◆ **WHAT THE TASK ASKS**: Find the line with "pub fn resolve_model(args: &Args, cfg: &config::Config)" and the line with "editor.language = args.language.clone();" in the entries below; output exactly those two lines, every line between them, and no others.

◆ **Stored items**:

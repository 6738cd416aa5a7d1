use crate::cli::Args;
use crate::completion::CompletionClient;
use crate::context::AttachedFile;
use crate::credentials::{self, CredentialStore, FileCredentialStore};
use crate::editor::EditorState;
use crate::orchestrator::{Orchestrator, UiEvent, UiRequest};
use crate::{config, models, paths, provider};
use anyhow::Context;
use provider::Provider;
use std::sync::Arc;
use tokio::sync::mpsc;
use tokio_util::sync::CancellationToken;

pub type HostOrchestrator = Orchestrator<FileCredentialStore, EditorState>;

pub fn credential_store() -> anyhow::Result<FileCredentialStore> {
    let path = paths::credentials_path()?;
    Ok(FileCredentialStore::new(path).with_env_override(credentials::API_KEY_ENV))
}

pub fn build_provider(
    http: &reqwest::Client,
    cfg: &config::Config,
    provider_name: &str,
) -> anyhow::Result<Arc<dyn Provider + Send + Sync>> {
    match provider_name {
        "groq" => {
            #[cfg(feature = "groq")]
            {
                let p = match cfg.api_base.as_deref() {
                    Some(base) => provider::groq::GroqProvider::with_base(http.clone(), base)
                        .with_context(|| format!("invalid api_base: {base}"))?,
                    None => provider::groq::GroqProvider::new(http.clone())?,
                };
                Ok(Arc::new(p))
            }
            #[cfg(not(feature = "groq"))]
            {
                let _ = http;
                let _ = cfg;
                anyhow::bail!("groq provider is not enabled in this build")
            }
        }
        "stub" => Ok(Arc::new(provider::stub::StubProvider::new())),
        other => anyhow::bail!("unknown provider: {other}"),
    }
}

/// Model from the CLI, then config, then the catalog default. Must be in the catalog.
pub fn resolve_model(args: &Args, cfg: &config::Config) -> anyhow::Result<String> {
    let model = args
        .model
        .clone()
        .or_else(|| cfg.model.clone())
        .unwrap_or_else(|| models::DEFAULT_MODEL.to_string());
    if models::find(&model).is_none() {
        anyhow::bail!("unknown model: {model} (run `code-chat models` to list them)");
    }
    Ok(model)
}

pub fn build_orchestrator(
    http: &reqwest::Client,
    args: &Args,
    cfg: &config::Config,
) -> anyhow::Result<(HostOrchestrator, mpsc::UnboundedReceiver<UiEvent>)> {
    let provider_name = args
        .provider
        .clone()
        .or_else(|| cfg.provider.clone())
        .unwrap_or_else(|| "groq".to_string());
    let provider = build_provider(http, cfg, &provider_name)?;

    let model = resolve_model(args, cfg)?;
    let client = CompletionClient::new(provider, cfg.client_config(model));

    let root = match &args.workspace {
        Some(dir) => dir.clone(),
        None => std::env::current_dir().context("failed to resolve current directory")?,
    };
    let mut editor = EditorState::new(root, cfg.workspace_limit());
    editor.current_file = args.file.clone();
    editor.language = args.language.clone();
    editor.selection = args.selection;

    tracing::debug!(
        provider = %provider_name,
        model = client.current_model(),
        "orchestrator ready"
    );

    let (tx, rx) = mpsc::unbounded_channel();
    Ok((Orchestrator::new(client, credential_store()?, editor, tx), rx))
}

pub fn cmd_configure_key(key: Option<String>) -> anyhow::Result<()> {
    use std::io::{BufRead, Write};

    let key = match key {
        Some(k) => k,
        None => {
            let mut err = std::io::stderr();
            write!(
                err,
                "Enter your Groq API key (get one at https://console.groq.com/keys): "
            )
            .ok();
            err.flush().ok();
            let mut line = String::new();
            std::io::stdin()
                .lock()
                .read_line(&mut line)
                .context("failed to read API key from stdin")?;
            line
        }
    };
    let key = key.trim();
    if key.is_empty() {
        anyhow::bail!("no API key given");
    }

    let store = FileCredentialStore::new(paths::credentials_path()?);
    store.set(key)?;
    eprintln!("Saved Groq API key to: {}", store.path().display());
    Ok(())
}

pub fn cmd_models(selected: &str) {
    for m in models::all() {
        let mark = if m.id == selected { "*" } else { " " };
        println!("{mark} {:<26} {:<22} {}", m.id, m.name, m.description);
    }
}

/// Send one prompt through the orchestrator and print the reply.
pub async fn cmd_ask(
    mut orchestrator: HostOrchestrator,
    mut events: mpsc::UnboundedReceiver<UiEvent>,
    prompt: String,
    attach: &[std::path::PathBuf],
) -> anyhow::Result<()> {
    let attached_files = attach
        .iter()
        .map(|p| AttachedFile::load(p))
        .collect::<anyhow::Result<Vec<_>>>()?;

    let request = UiRequest::SendMessage {
        content: prompt,
        attached_files,
    };
    orchestrator
        .handle(request, &CancellationToken::new())
        .await;
    drop(orchestrator);

    while let Some(event) = events.recv().await {
        match event {
            UiEvent::Thinking => tracing::debug!("waiting for response"),
            UiEvent::AddMessage(msg) => println!("{}", msg.content),
            UiEvent::Error(text) => anyhow::bail!(text),
            other => tracing::debug!(?other, "ignored UI event"),
        }
    }
    Ok(())
}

◆ **ANSWER TO THE EXERCISE**:
pub fn resolve_model(args: &Args, cfg: &config::Config) -> anyhow::Result<String> {
    let model = args
        .model
        .clone()
        .or_else(|| cfg.model.clone())
        .unwrap_or_else(|| models::DEFAULT_MODEL.to_string());
    if models::find(&model).is_none() {
        anyhow::bail!("unknown model: {model} (run `code-chat models` to list them)");
    }
    Ok(model)
}

pub fn build_orchestrator(
    http: &reqwest::Client,
    args: &Args,
    cfg: &config::Config,
) -> anyhow::Result<(HostOrchestrator, mpsc::UnboundedReceiver<UiEvent>)> {
    let provider_name = args
        .provider
        .clone()
        .or_else(|| cfg.provider.clone())
        .unwrap_or_else(|| "groq".to_string());
    let provider = build_provider(http, cfg, &provider_name)?;

    let model = resolve_model(args, cfg)?;
    let client = CompletionClient::new(provider, cfg.client_config(model));

    let root = match &args.workspace {
        Some(dir) => dir.clone(),
        None => std::env::current_dir().context("failed to resolve current directory")?,
    };
    let mut editor = EditorState::new(root, cfg.workspace_limit());
    editor.current_file = args.file.clone();
    editor.language = args.language.clone();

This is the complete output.